Cardboard WiFi Antenna Upgrade
An anonymous reader writes "A British company called Tritium is marketing a piece of cardboard with metal foil on one side. You order it for under US$25, shipping included, and you get a flat envelope with the cardboard. Cut it out, shape it into a parabola and snap it into the little stand. Then slip it over your current antenna. It is advertised to extend the range of your current antenna by 2 to 3 times. See their website for more information on the cleverly named Tritium Flatenna."
Does it work? Yes, this advertises a boost, but so do a bunch of products for cell phones that are purely decorative.
I had to sell these for a small retail store, and to this day I feel guilty. A local newstation did an expose where they found there was zero conductive material at all in these stickers.
You're probably in the minority if you don't have a semi-parabolic pan or pot lid lying around your kitchen (though, this is Slashdot, maybe you're not in the minority here). That's what I used for to focus the signal at my last place. Just used a pack of CDs to prop it up behind the antenna. It was a fairly signficant boost. I was impressed. And it didn't cost me anything I hadn't already paid.
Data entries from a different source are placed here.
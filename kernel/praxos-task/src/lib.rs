//! # Task vocabulary shared across kernel subsystems
//!
//! Context identity, the two context states the synchronization core cares
//! about, and the narrow traits through which it drives the scheduler and
//! the process directory. The scheduler itself lives elsewhere; blocking
//! primitives only ever need the three calls in [`Scheduler`].

#![cfg_attr(not(any(test, doctest)), no_std)]

use core::fmt;

/// Capacity of the process table in the embedding kernel.
///
/// At most this many contexts exist at once, so a wait queue of this size
/// can never overflow: each context waits on at most one resource.
pub const CONTEXT_MAX: usize = 32;

/// Identity of a schedulable execution context (a process id).
#[derive(Debug, Clone, Copy, PartialEq, Eq, Hash)]
pub struct Pid(u32);

impl Pid {
    #[must_use]
    pub const fn new(raw: u32) -> Self {
        Self(raw)
    }

    #[must_use]
    pub const fn as_u32(self) -> u32 {
        self.0
    }
}

impl fmt::Display for Pid {
    fn fmt(&self, f: &mut fmt::Formatter<'_>) -> fmt::Result {
        write!(f, "{}", self.0)
    }
}

/// The two context states visible to the synchronization core.
///
/// The embedding kernel may track more (embryo, zombie, ...); blocking
/// primitives only move contexts between these two.
#[derive(Debug, Clone, Copy, PartialEq, Eq)]
pub enum ContextState {
    /// Eligible to be picked by the scheduler.
    Runnable,
    /// Parked on a wait queue until another context wakes it.
    Waiting,
}

/// Scheduler operations the synchronization core drives.
///
/// Implementations must be callable with interrupts disabled and must not
/// call back into the primitives that invoke them.
pub trait Scheduler {
    /// Takes `pid` out of the runnable set and marks it [`ContextState::Waiting`].
    ///
    /// The context keeps running until it calls [`Scheduler::run`]; removal
    /// only makes it ineligible for the next scheduling decision.
    fn remove(&self, pid: Pid);

    /// Marks `pid` [`ContextState::Runnable`] and puts it back in the
    /// runnable set.
    fn add(&self, pid: Pid);

    /// Yields the CPU to the next runnable context.
    ///
    /// Returns only once the calling context has been selected to run
    /// again. A context that was [removed](Scheduler::remove) first will
    /// not return from this call until some other context
    /// [adds](Scheduler::add) it back.
    fn run(&self);
}

/// Read-only view of the process table.
pub trait ContextDirectory {
    /// The context executing on this CPU, or `None` outside any context
    /// (early boot, interrupt-only paths).
    fn current(&self) -> Option<Pid>;

    /// Looks up a context by id; `None` once it has exited or was never
    /// created.
    fn lookup(&self, pid: Pid) -> Option<ContextState>;
}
I built one based on this http://www.freeantennas.com/projects/template2/ind ex.html and it increased coverage in the back of my house by %26 according to the Cisco Aironet Desktop Utility when connected to my Qwe(r)st issued all in one Actiontec DSL TA/802.11G AP/Router. Given, it is not "increasing gain" just making it directional, but for 20 minutes work and no cost it was worth it.